А эпиграф к рассказу был такой:

«…При очистке Неглинного канала находили кости, похожие на человеческие…»

Драматурги из «Собачьего зала»

Все от пустяков – вроде дырки в кармане. В те самые времена, о которых я пишу сейчас, был у меня один разговор:

– Персидская ромашка! О нет, вы не шутите, это в жизни вещь великая. Не будь ее на свете – не был бы я таким, каким вы меня видите, а мой патрон не состоял бы в членах Общества драматических писателей и не получал бы тысячи авторского гонорара, а «Собачий зал»… Вы знаете, что такое «Собачий зал»?..

– Не знаю.

– А еще репортер известный, «Собачьего зала» не знаете!

Разговор этот происходил на империале вагона конки, тащившей нас из Петровского парка к Страстному монастырю. Сосед мой, в свеженькой коломянковой паре, шляпе калабрийского разбойника и шотландском шарфике, завязанном «неглиже с отвагой, а ля черт меня побери», был человек с легкой проседью на висках и с бритым актерским лицом. Когда я на станции поднялся по винтовой лестнице на империал, он назвал меня по фамилии и, подвинувшись, предложил место рядом. Он курил огромную дешевую сигару. Первые слова его были:

– Экономия: внизу в вагоне пятак, а здесь, на свежем воздухе, три копейки… И не из экономии я езжу здесь, а вот из‑за нее… – И погрозил дымящейся сигарищей. – Именно эти сигары только и курю… Три рубля вагон, полтора рубля грядка, да‑с, – клопосдохс, настоящий империал, потому что только на империале конки и курить можно… Не хотите ли сделаться империалистом? – предлагает мне сигару.

– Не курю, – и показал ему в доказательство табакерку, предлагая понюшку.

– Нет уж, увольте. Будет с меня домашнего чиханья.

А потом и бросил ту фразу о персидской ромашке… Швырнул в затылок стоявшего на Садовой городового окурок сигары, достал из кармана свежую, закурил и отрекомендовался:

– Я – драматург Глазов. Вас я, конечно, знаю.

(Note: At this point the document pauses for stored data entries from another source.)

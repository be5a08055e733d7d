//! Keyword fast path
//!
//! Hand-curated phrase tables matched over a normalized query. A single
//! curated phrase is decisive; the 0.95 cap keeps keyword confidence
//! below certainty so downstream can still distinguish it from 1.0.

use wayfinder_core::Intent;

/// Minimum keyword score that short-circuits the embedding stage
pub const KEYWORD_THRESHOLD: f64 = 0.8;

/// Keyword confidence ceiling
pub const KEYWORD_CAP: f64 = 0.95;

/// Phrases expected for a fully on-intent query, per table
const MAX_EXPECTED_TERMS: f64 = 1.0;

/// Curated phrases per intent, pre-normalized
///
/// Phrases must survive [`normalize`] unchanged: lowercase, alphanumerics
/// and single spaces only.
const PHRASES: &[(Intent, &[&str])] = &[
    (
        Intent::Recommendation,
        &["show me", "find", "recommend", "suggest", "looking for", "places to stay"],
    ),
    (
        Intent::SavedItems,
        &["saved", "wishlist", "bookmarked", "my list", "favourites", "favorites"],
    ),
    (
        Intent::Analytics,
        &["how many", "views", "stats", "performance", "impressions", "conversion"],
    ),
    (
        Intent::Revenue,
        &["revenue", "earnings", "income", "payout", "how much did i earn"],
    ),
    (
        Intent::Moderation,
        &["pending", "approval", "approvals", "moderation", "applications", "review queue"],
    ),
    (
        Intent::Policy,
        &["policy", "refund", "cancellation", "terms", "pdpa", "privacy"],
    ),
    (
        Intent::Navigation,
        &["where do i", "where can i", "how do i get to", "navigate", "which page", "menu"],
    ),
    (
        Intent::Troubleshooting,
        &["error", "cant", "cannot", "why is", "not working", "failed", "broken"],
    ),
];

/// Lowercase, strip non-alphanumerics except spaces, collapse whitespace
pub fn normalize(query: &str) -> String {
    let stripped: String = query
        .to_lowercase()
        .chars()
        .filter(|c| c.is_alphanumeric() || c.is_whitespace())
        .collect();
    stripped.split_whitespace().collect::<Vec<_>>().join(" ")
}

/// Best keyword match over the normalized query
///
/// Score is `matched / max_expected` capped at [`KEYWORD_CAP`]; ties are
/// broken by intent precedence so sensitive intents win over browsing.
pub fn best_match(query: &str) -> Option<(Intent, f64, Vec<String>)> {
    let normalized = normalize(query);
    if normalized.is_empty() {
        return None;
    }

    let mut best: Option<(Intent, f64, Vec<String>)> = None;

    for (intent, phrases) in PHRASES {
        let matched: Vec<String> = phrases
            .iter()
            .filter(|phrase| normalized.contains(*phrase))
            .map(|phrase| (*phrase).to_owned())
            .collect();
        if matched.is_empty() {
            continue;
        }

        #[allow(clippy::cast_precision_loss)]
        let score = (matched.len() as f64 / MAX_EXPECTED_TERMS).min(KEYWORD_CAP);

        let better = match &best {
            None => true,
            Some((current, current_score, _)) => {
                score > *current_score
                    || ((score - current_score).abs() < f64::EPSILON
                        && intent.precedence() > current.precedence())
            }
        };
        if better {
            best = Some((*intent, score, matched));
        }
    }

    best
}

– А какие ваши пьесы? – Мои? А вот…

И он перечислил с десяток пьес, которые, судя по афишам, принадлежали перу одного известного режиссера, прославившегося обилием переделок иностранных пьес. Его я знал и считал, что он автор этих пьес.

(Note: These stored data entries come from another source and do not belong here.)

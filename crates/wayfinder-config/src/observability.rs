use serde::Deserialize;

/// In-process metrics configuration
#[derive(Debug, Clone, Deserialize)]
#[serde(deny_unknown_fields)]
pub struct ObservabilityConfig {
    /// Bounded window for the latency percentile ring
    #[serde(default = "default_window_size")]
    pub window_size: usize,
}

impl Default for ObservabilityConfig {
    fn default() -> Self {
        Self {
            window_size: default_window_size(),
        }
    }
}

const fn default_window_size() -> usize {
    1024
}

– Послушайте, да вы перечисляете пьесы, принадлежащие… – Я назвал фамилию.

– Да, они принадлежали ему, а автор их – я. Семнадцать пьес в прошлом году ему сделал и получил за это триста тридцать четыре рубля. А он на каждой сотни наживает, да и писателем драматическим числится, хотя собаку через «ять» пишет. Прежде в парикмахерской за кулисами мастерам щипцы подавал, задаром нищих брил, постигая ремесло, а теперь вот и деньги, и почет, и талантом считают… В Обществе драматических писателей заседает… Больше ста пьес его числится по каталогу, переведенных с французского, английского, испанского, польского, венгерского, итальянского и пр. и пр. А все они переведены с «арапского»!

– Как же это случилось?

– Да так. Года два назад написал я комедию. Туда, сюда – не берут. Я – к нему в театр. Не застаю. Иду на дом. Он принимает меня в роскошном кабинете. Сидит важно, развалясь в кресле у письменного стола.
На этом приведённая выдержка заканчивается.